- Occupation: Book author
- Known for: shareholders-rights advocate

= J Robert Verdun =

Canadian advocate

J Robert Verdun is a Canadian activist shareholder-rights advocate, an author and a former editor of a weekly paper. He was also a defendant in an important defamation lawsuit.

==North Waterloo Publishing==
Verdun was the founder or North Waterloo Publishing Ltd., the publisher (among other titles) of the weekly paper Elmira Independent, of which he was Editor from 1974 to 1999. In 1990, the Independent was the winner of the Michener Award "for its blanket coverage of a prolonged legal battle over contamination of the Elmira-St. Jacobs municipal water supply." In 1999 he sold the newspaper to Torstar when David Galloway was Torstar's CEO.

Galloway later became a witness against Verdun in the defamation lawsuit.

==Shareholder advocate==
Since the 1990s Verdun has been attending a dozen or so annual shareholders' meetings a year. He has been instrumental in introducing several measures that benefit small investors in public companies. Amongst his accomplishments:

- Introduction of the Cost of Management Ratio:
The ratio of between the compensation of a corporation's top five executives and its profits, a measure that aims to increase compensation disclosure for the benefit of the company’s shareholders.
- Separation of chair and CEO:
Before Verdun became active it was very common for Canadian public corporations to have the same person act both as the Chairman of its Board and its Chief Executive Officer, a clear case of a Conflict of Interest. For example BCE Inc, one of Canada's largest corporations, had the same person acting as chairman and CEO when Jean Monty held both these positions.

Verdun has been successful in convincing several public companies to produce more transparent financial statements and allow more democracy in board elections. He has done this through the inclusion of proposals in shareholder circulars, which became a standard after the Quebec Superior Court decision ordering the National Bank of Canada and RBC to print shareholder proposals in their proxy statements prior to their annual general meetings.

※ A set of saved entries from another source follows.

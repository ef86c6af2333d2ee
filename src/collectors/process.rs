// Process collector: one listing, two top-N views

use super::field_or_default;
use crate::calculator::{bytes_to_mb, clamp_percent, ratio_percent};
use crate::error::{MonitorError, Result};
use crate::models::{Domain, ProcessDetail, ProcessSnapshot, now_millis};
use crate::reader::{HostReader, RawProcess};
use std::cmp::Ordering;

pub async fn collect(host: &dyn HostReader, top_n: usize) -> Result<ProcessSnapshot> {
    let raw = host
        .processes()
        .await
        .map_err(|e| MonitorError::unavailable(Domain::Process, e))?;
    let total_memory = field_or_default(host.total_memory().await, Domain::Process, "total_memory");

    let mut details: Vec<ProcessDetail> = raw
        .into_iter()
        .map(|p| to_detail(p, total_memory))
        .collect();
    // ties in the top views fall back to pid order, whatever order the reader used
    details.sort_by_key(|d| d.pid);

    Ok(ProcessSnapshot {
        total_processes: details.len(),
        top_cpu: top_by(&details, top_n, |a, b| b.cpu_percent.total_cmp(&a.cpu_percent)),
        top_memory: top_by(&details, top_n, |a, b| b.memory_mb.total_cmp(&a.memory_mb)),
        timestamp: now_millis(),
    })
}

fn to_detail(p: RawProcess, total_memory: u64) -> ProcessDetail {
    let memory_bytes = p.memory_bytes.unwrap_or_default();
    ProcessDetail {
        pid: p.pid,
        name: p.name.unwrap_or_default(),
        user: p.user.unwrap_or_default(),
        cpu_percent: clamp_percent(p.cpu_percent.unwrap_or_default()),
        memory_mb: bytes_to_mb(memory_bytes),
        memory_percent: ratio_percent(memory_bytes, total_memory),
        status: p.status.unwrap_or_default(),
        command: p.command.unwrap_or_default(),
    }
}

/// Stable sort by `cmp`, truncated to `min(n, len)`.
pub fn top_by<F>(details: &[ProcessDetail], n: usize, cmp: F) -> Vec<ProcessDetail>
where
    F: FnMut(&ProcessDetail, &ProcessDetail) -> Ordering,
{
    let mut sorted = details.to_vec();
    sorted.sort_by(cmp);
    sorted.truncate(n);
    sorted
}

#[cfg(test)]
mod tests {
    use super::*;
    use crate::reader::fake::FakeHost;

    fn raw(pid: u32, cpu: f64, mem_mb: u64) -> RawProcess {
        RawProcess {
            pid,
            name: Some(format!("p{}", pid)),
            user: Some("root".into()),
            cpu_percent: Some(cpu),
            memory_bytes: Some(mem_mb * 1024 * 1024),
            status: Some("running".into()),
            command: Some(format!("/bin/p{}", pid)),
        }
    }

    fn host_with(processes: Vec<RawProcess>) -> FakeHost {
        FakeHost {
            processes: Some(processes),
            total_memory: Some(1000 * 1024 * 1024),
            ..FakeHost::healthy()
        }
    }

    #[tokio::test]
    async fn top_views_are_sorted_and_truncated_independently() {
        let host = host_with(vec![
            raw(1, 5.0, 300),
            raw(2, 50.0, 10),
            raw(3, 20.0, 100),
            raw(4, 1.0, 500),
        ]);
        let snap = collect(&host, 2).await.unwrap();
        assert_eq!(snap.total_processes, 4);
        let cpu: Vec<u32> = snap.top_cpu.iter().map(|p| p.pid).collect();
        let mem: Vec<u32> = snap.top_memory.iter().map(|p| p.pid).collect();
        assert_eq!(cpu, vec![2, 3]);
        assert_eq!(mem, vec![4, 1]);
        assert_eq!(snap.top_memory[0].memory_percent, 50.0);
    }

    #[tokio::test]
    async fn top_n_larger_than_list_returns_all() {
        let host = host_with(vec![raw(1, 5.0, 1), raw(2, 6.0, 2)]);
        let snap = collect(&host, 10).await.unwrap();
        assert_eq!(snap.top_cpu.len(), 2);
        assert_eq!(snap.top_memory.len(), 2);
    }

    #[tokio::test]
    async fn tie_order_depends_only_on_pid() {
        let listings = [
            vec![raw(7, 10.0, 5), raw(3, 10.0, 5), raw(9, 10.0, 5)],
            vec![raw(9, 10.0, 5), raw(7, 10.0, 5), raw(3, 10.0, 5)],
        ];
        for listing in listings {
            let snap = collect(&host_with(listing), 3).await.unwrap();
            let cpu: Vec<u32> = snap.top_cpu.iter().map(|p| p.pid).collect();
            let mem: Vec<u32> = snap.top_memory.iter().map(|p| p.pid).collect();
            assert_eq!(cpu, vec![3, 7, 9]);
            assert_eq!(mem, vec![3, 7, 9]);
        }
    }

    #[tokio::test]
    async fn unreadable_fields_become_zero_values() {
        let host = host_with(vec![RawProcess {
            pid: 42,
            ..Default::default()
        }]);
        let snap = collect(&host, 5).await.unwrap();
        let p = &snap.top_cpu[0];
        assert_eq!(p.pid, 42);
        assert_eq!(p.name, "");
        assert_eq!(p.cpu_percent, 0.0);
        assert_eq!(p.memory_mb, 0.0);
    }

    #[tokio::test]
    async fn per_process_cpu_is_clamped() {
        let host = host_with(vec![raw(1, 390.0, 1)]);
        let snap = collect(&host, 1).await.unwrap();
        assert_eq!(snap.top_cpu[0].cpu_percent, 100.0);
    }
}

Verdun has been attending shareholders meetings of banks, insurance companies and others such as Nortel Networks for well over a decade and has attempted to make board of directors more accountable to the small investors who hold shares in these public companies. He has also appeared in legislative hearings before the legislative assembly of Ontario, Canada.

==The Fox in Charge==
Verdun published a book, The Fox in Charge of the Biggest Henhouse in Canada, which is not available for sale after a defamation suit was brought against Verdun by Robert Astley, who was chair of the board of the Canada Pension Plan Investment Board (CPPIB) and a director of the Bank of Montreal. The book cannot be published, circulated or promoted due to a June 14, 2011, Order of the Superior Court of Justice in the case of Astley v. Verdun. Under the order, Verdun is prohibited from publishing or causing to be published, or otherwise disseminating or distributing in any manner whatsoever, this book or any statements or other communications which refer to Robert Astley by name, depiction or description.

==Defamation case==

On May 20, 2011, a jury in the Ontario Superior Court of Justice found that Verdun had defamed Astley on eight occasions, and that the defamation was done with malice. The jury awarded damages against Verdun in the amount of $650,000, and the trial judge ordered a very broad permanent injunction against Verdun from publishing anything about Astley. Verdun's counterclaim against Astley were earlier dismissed by the court, and his appeals regarding his counterclaim were dismissed at both the Court of Appeal for Ontario and the Supreme Court of Canada.